TASK DESCRIPTION. Which lines of the data contain the string "struct"? Copy every one.

(Stored data)
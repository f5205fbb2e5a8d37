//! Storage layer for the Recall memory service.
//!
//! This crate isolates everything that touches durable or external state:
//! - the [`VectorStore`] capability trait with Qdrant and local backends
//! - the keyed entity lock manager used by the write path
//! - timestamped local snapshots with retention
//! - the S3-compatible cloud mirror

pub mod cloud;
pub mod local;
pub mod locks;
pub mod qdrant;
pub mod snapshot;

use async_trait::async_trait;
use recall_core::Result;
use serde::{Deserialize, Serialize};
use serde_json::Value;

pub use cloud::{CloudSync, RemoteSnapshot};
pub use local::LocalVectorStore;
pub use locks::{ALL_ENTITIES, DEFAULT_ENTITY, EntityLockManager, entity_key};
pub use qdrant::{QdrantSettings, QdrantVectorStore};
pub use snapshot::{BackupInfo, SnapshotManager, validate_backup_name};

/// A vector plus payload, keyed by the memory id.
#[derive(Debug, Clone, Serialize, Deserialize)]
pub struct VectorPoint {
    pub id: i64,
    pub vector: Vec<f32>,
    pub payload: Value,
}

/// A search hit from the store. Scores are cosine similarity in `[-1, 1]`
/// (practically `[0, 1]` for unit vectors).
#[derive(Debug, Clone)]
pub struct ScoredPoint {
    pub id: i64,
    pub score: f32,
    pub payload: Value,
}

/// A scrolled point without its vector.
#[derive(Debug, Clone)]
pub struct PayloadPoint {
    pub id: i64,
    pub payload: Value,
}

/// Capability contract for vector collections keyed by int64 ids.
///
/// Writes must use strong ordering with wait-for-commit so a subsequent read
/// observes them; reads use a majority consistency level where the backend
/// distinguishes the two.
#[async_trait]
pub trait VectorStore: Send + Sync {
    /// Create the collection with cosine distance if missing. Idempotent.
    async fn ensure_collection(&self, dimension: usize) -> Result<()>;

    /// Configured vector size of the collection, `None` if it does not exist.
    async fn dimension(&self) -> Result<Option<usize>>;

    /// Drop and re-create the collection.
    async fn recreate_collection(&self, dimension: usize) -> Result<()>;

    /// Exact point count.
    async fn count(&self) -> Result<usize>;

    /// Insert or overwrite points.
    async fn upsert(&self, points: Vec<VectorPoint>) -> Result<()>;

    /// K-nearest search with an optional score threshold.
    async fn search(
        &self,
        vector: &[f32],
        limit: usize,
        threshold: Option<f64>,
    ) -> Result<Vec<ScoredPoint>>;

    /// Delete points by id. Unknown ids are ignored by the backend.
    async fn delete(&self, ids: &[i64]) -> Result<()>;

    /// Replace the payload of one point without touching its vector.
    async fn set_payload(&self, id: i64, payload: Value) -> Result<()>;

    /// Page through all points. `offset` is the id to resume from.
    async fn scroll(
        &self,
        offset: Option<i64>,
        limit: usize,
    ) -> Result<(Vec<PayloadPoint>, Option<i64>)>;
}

SOLUTION TO THIS EXERCISE.
pub struct VectorPoint {
pub struct ScoredPoint {
pub struct PayloadPoint {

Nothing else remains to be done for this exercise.